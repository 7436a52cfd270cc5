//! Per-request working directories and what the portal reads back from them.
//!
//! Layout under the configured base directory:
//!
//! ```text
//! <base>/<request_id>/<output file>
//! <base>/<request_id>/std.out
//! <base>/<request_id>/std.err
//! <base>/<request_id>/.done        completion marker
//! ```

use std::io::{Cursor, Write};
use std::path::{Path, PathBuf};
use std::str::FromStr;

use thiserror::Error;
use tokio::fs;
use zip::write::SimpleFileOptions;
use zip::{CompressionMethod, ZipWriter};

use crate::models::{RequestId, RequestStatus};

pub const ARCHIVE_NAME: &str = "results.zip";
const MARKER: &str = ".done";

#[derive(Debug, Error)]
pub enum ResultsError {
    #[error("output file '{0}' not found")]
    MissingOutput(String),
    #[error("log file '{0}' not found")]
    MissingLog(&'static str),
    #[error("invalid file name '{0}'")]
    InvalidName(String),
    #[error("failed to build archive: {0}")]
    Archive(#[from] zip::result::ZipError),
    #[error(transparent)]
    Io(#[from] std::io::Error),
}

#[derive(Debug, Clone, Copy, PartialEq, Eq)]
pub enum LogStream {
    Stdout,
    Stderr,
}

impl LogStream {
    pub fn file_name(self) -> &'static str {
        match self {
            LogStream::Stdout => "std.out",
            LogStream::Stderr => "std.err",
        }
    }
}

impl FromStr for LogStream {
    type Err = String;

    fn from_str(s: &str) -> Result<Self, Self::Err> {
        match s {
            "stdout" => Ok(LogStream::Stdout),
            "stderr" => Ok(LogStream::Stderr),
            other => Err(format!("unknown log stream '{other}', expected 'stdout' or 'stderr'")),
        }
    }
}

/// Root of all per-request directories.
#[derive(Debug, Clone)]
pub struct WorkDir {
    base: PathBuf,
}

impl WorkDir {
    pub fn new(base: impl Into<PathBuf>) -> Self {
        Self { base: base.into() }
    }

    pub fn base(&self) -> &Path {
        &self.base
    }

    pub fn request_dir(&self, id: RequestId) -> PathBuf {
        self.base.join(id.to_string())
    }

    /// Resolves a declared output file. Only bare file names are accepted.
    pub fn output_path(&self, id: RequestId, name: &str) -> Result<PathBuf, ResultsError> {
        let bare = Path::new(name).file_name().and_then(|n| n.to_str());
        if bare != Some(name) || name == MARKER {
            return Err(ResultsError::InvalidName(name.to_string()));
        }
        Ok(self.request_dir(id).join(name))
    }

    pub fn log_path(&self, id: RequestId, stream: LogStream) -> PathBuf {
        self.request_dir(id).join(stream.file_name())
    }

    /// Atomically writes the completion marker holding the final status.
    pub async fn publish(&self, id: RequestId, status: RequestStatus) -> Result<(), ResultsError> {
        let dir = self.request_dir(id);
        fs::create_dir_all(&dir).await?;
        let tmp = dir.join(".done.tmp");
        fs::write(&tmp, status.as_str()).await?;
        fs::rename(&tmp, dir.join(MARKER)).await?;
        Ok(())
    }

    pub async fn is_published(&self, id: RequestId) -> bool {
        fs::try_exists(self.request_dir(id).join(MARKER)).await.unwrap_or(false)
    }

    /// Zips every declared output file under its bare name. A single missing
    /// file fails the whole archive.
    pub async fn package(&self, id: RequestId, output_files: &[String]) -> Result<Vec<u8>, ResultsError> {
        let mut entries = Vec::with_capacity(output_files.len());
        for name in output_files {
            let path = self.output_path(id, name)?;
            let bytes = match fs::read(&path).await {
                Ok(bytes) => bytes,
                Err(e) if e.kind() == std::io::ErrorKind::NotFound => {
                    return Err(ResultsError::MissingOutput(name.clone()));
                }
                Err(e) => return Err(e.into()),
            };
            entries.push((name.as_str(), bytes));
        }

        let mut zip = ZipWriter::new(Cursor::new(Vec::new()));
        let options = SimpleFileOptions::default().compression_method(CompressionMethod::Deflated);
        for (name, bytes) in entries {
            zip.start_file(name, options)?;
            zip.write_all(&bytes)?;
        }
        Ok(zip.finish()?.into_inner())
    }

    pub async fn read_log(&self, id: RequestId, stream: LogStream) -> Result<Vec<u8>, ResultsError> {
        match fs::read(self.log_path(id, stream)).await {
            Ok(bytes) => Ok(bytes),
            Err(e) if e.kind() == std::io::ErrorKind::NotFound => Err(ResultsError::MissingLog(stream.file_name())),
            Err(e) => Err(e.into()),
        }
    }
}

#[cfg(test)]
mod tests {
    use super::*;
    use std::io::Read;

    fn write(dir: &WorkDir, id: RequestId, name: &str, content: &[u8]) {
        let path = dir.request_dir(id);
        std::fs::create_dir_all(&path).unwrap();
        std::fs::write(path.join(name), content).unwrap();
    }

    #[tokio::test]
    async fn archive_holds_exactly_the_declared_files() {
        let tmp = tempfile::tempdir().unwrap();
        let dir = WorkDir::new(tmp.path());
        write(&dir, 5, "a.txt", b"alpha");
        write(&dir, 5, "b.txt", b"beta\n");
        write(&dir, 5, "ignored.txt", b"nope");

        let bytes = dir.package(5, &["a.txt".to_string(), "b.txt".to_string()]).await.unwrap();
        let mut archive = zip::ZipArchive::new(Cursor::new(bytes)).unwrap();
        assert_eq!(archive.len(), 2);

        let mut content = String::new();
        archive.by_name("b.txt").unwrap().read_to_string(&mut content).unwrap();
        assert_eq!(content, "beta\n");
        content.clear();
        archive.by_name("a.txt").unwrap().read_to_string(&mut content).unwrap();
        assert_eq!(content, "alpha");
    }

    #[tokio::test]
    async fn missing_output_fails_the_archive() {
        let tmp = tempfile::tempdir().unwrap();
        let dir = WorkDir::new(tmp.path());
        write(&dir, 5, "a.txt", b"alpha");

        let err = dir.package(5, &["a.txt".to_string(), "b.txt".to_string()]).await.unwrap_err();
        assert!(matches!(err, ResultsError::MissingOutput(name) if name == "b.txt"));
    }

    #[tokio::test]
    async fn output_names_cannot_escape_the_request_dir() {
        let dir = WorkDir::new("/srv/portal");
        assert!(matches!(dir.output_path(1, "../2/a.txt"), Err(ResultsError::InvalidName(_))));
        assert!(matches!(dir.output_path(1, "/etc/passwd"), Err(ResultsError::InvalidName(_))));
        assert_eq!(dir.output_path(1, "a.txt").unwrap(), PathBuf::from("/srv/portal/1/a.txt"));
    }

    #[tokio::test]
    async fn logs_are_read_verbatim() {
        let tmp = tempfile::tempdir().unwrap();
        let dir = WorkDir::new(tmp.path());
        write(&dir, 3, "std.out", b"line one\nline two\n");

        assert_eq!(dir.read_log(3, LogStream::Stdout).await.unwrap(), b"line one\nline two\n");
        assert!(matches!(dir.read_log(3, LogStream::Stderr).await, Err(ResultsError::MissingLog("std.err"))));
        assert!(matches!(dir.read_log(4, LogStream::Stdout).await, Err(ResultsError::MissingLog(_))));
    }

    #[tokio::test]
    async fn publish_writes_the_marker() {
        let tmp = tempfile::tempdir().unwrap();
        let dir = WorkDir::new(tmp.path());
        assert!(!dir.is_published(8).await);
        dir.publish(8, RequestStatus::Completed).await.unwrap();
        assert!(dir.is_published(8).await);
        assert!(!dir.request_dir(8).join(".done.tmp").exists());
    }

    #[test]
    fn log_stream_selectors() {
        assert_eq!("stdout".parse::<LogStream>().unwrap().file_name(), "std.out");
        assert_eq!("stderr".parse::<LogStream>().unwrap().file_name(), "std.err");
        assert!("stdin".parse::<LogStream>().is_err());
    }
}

------------------------------

• _PROBLEM REQUIREMENTS_:
Return each entry without altering a single word.

• _SOLUTION TO THIS PROBLEM_:
repository 7436a52cfd270cc5
//! Per-request working directories and what the portal reads back from them.
//!
//! Layout under the configured base directory:
//!
//! ```text
//! <base>/<request_id>/<output file>
//! <base>/<request_id>/std.out
//! <base>/<request_id>/std.err
//! <base>/<request_id>/.done        completion marker
//! ```

use std::io::{Cursor, Write};
use std::path::{Path, PathBuf};
use std::str::FromStr;

use thiserror::Error;
use tokio::fs;
use zip::write::SimpleFileOptions;
use zip::{CompressionMethod, ZipWriter};

use crate::models::{RequestId, RequestStatus};

pub const ARCHIVE_NAME: &str = "results.zip";
const MARKER: &str = ".done";

#[derive(Debug, Error)]
pub enum ResultsError {
    #[error("output file '{0}' not found")]
    MissingOutput(String),
    #[error("log file '{0}' not found")]
    MissingLog(&'static str),
    #[error("invalid file name '{0}'")]
    InvalidName(String),
    #[error("failed to build archive: {0}")]
    Archive(#[from] zip::result::ZipError),
    #[error(transparent)]
    Io(#[from] std::io::Error),
}

#[derive(Debug, Clone, Copy, PartialEq, Eq)]
pub enum LogStream {
    Stdout,
    Stderr,
}

impl LogStream {
    pub fn file_name(self) -> &'static str {
        match self {
            LogStream::Stdout => "std.out",
            LogStream::Stderr => "std.err",
        }
    }
}

impl FromStr for LogStream {
    type Err = String;

    fn from_str(s: &str) -> Result<Self, Self::Err> {
        match s {
            "stdout" => Ok(LogStream::Stdout),
            "stderr" => Ok(LogStream::Stderr),
            other => Err(format!("unknown log stream '{other}', expected 'stdout' or 'stderr'")),
        }
    }
}

/// Root of all per-request directories.
#[derive(Debug, Clone)]
pub struct WorkDir {
    base: PathBuf,
}

impl WorkDir {
    pub fn new(base: impl Into<PathBuf>) -> Self {
        Self { base: base.into() }
    }

    pub fn base(&self) -> &Path {
        &self.base
    }

    pub fn request_dir(&self, id: RequestId) -> PathBuf {
        self.base.join(id.to_string())
    }

    /// Resolves a declared output file. Only bare file names are accepted.
    pub fn output_path(&self, id: RequestId, name: &str) -> Result<PathBuf, ResultsError> {
        let bare = Path::new(name).file_name().and_then(|n| n.to_str());
        if bare != Some(name) || name == MARKER {
            return Err(ResultsError::InvalidName(name.to_string()));
        }
        Ok(self.request_dir(id).join(name))
    }

    pub fn log_path(&self, id: RequestId, stream: LogStream) -> PathBuf {
        self.request_dir(id).join(stream.file_name())
    }

    /// Atomically writes the completion marker holding the final status.
    pub async fn publish(&self, id: RequestId, status: RequestStatus) -> Result<(), ResultsError> {
        let dir = self.request_dir(id);
        fs::create_dir_all(&dir).await?;
        let tmp = dir.join(".done.tmp");
        fs::write(&tmp, status.as_str()).await?;
        fs::rename(&tmp, dir.join(MARKER)).await?;
        Ok(())
    }

    pub async fn is_published(&self, id: RequestId) -> bool {
        fs::try_exists(self.request_dir(id).join(MARKER)).await.unwrap_or(false)
    }

    /// Zips every declared output file under its bare name. A single missing
    /// file fails the whole archive.
    pub async fn package(&self, id: RequestId, output_files: &[String]) -> Result<Vec<u8>, ResultsError> {
        let mut entries = Vec::with_capacity(output_files.len());
        for name in output_files {
            let path = self.output_path(id, name)?;
            let bytes = match fs::read(&path).await {
                Ok(bytes) => bytes,
                Err(e) if e.kind() == std::io::ErrorKind::NotFound => {
                    return Err(ResultsError::MissingOutput(name.clone()));
                }
                Err(e) => return Err(e.into()),
            };
            entries.push((name.as_str(), bytes));
        }

        let mut zip = ZipWriter::new(Cursor::new(Vec::new()));
        let options = SimpleFileOptions::default().compression_method(CompressionMethod::Deflated);
        for (name, bytes) in entries {
            zip.start_file(name, options)?;
            zip.write_all(&bytes)?;
        }
        Ok(zip.finish()?.into_inner())
    }

    pub async fn read_log(&self, id: RequestId, stream: LogStream) -> Result<Vec<u8>, ResultsError> {
        match fs::read(self.log_path(id, stream)).await {
            Ok(bytes) => Ok(bytes),
            Err(e) if e.kind() == std::io::ErrorKind::NotFound => Err(ResultsError::MissingLog(stream.file_name())),
            Err(e) => Err(e.into()),
        }
    }
}

#[cfg(test)]
mod tests {
    use super::*;
    use std::io::Read;

    fn write(dir: &WorkDir, id: RequestId, name: &str, content: &[u8]) {
        let path = dir.request_dir(id);
        std::fs::create_dir_all(&path).unwrap();
        std::fs::write(path.join(name), content).unwrap();
    }

    #[tokio::test]
    async fn archive_holds_exactly_the_declared_files() {
        let tmp = tempfile::tempdir().unwrap();
        let dir = WorkDir::new(tmp.path());
        write(&dir, 5, "a.txt", b"alpha");
        write(&dir, 5, "b.txt", b"beta\n");
        write(&dir, 5, "ignored.txt", b"nope");

        let bytes = dir.package(5, &["a.txt".to_string(), "b.txt".to_string()]).await.unwrap();
        let mut archive = zip::ZipArchive::new(Cursor::new(bytes)).unwrap();
        assert_eq!(archive.len(), 2);

        let mut content = String::new();
        archive.by_name("b.txt").unwrap().read_to_string(&mut content).unwrap();
        assert_eq!(content, "beta\n");
        content.clear();
        archive.by_name("a.txt").unwrap().read_to_string(&mut content).unwrap();
        assert_eq!(content, "alpha");
    }

    #[tokio::test]
    async fn missing_output_fails_the_archive() {
        let tmp = tempfile::tempdir().unwrap();
        let dir = WorkDir::new(tmp.path());
        write(&dir, 5, "a.txt", b"alpha");

        let err = dir.package(5, &["a.txt".to_string(), "b.txt".to_string()]).await.unwrap_err();
        assert!(matches!(err, ResultsError::MissingOutput(name) if name == "b.txt"));
    }

    #[tokio::test]
    async fn output_names_cannot_escape_the_request_dir() {
        let dir = WorkDir::new("/srv/portal");
        assert!(matches!(dir.output_path(1, "../2/a.txt"), Err(ResultsError::InvalidName(_))));
        assert!(matches!(dir.output_path(1, "/etc/passwd"), Err(ResultsError::InvalidName(_))));
        assert_eq!(dir.output_path(1, "a.txt").unwrap(), PathBuf::from("/srv/portal/1/a.txt"));
    }

    #[tokio::test]
    async fn logs_are_read_verbatim() {
        let tmp = tempfile::tempdir().unwrap();
        let dir = WorkDir::new(tmp.path());
        write(&dir, 3, "std.out", b"line one\nline two\n");

        assert_eq!(dir.read_log(3, LogStream::Stdout).await.unwrap(), b"line one\nline two\n");
        assert!(matches!(dir.read_log(3, LogStream::Stderr).await, Err(ResultsError::MissingLog("std.err"))));
        assert!(matches!(dir.read_log(4, LogStream::Stdout).await, Err(ResultsError::MissingLog(_))));
    }

    #[tokio::test]
    async fn publish_writes_the_marker() {
        let tmp = tempfile::tempdir().unwrap();
        let dir = WorkDir::new(tmp.path());
        assert!(!dir.is_published(8).await);
        dir.publish(8, RequestStatus::Completed).await.unwrap();
        assert!(dir.is_published(8).await);
        assert!(!dir.request_dir(8).join(".done.tmp").exists());
    }

    #[test]
    fn log_stream_selectors() {
        assert_eq!("stdout".parse::<LogStream>().unwrap().file_name(), "std.out");
        assert_eq!("stderr".parse::<LogStream>().unwrap().file_name(), "std.err");
        assert!("stdin".parse::<LogStream>().is_err());
    }
}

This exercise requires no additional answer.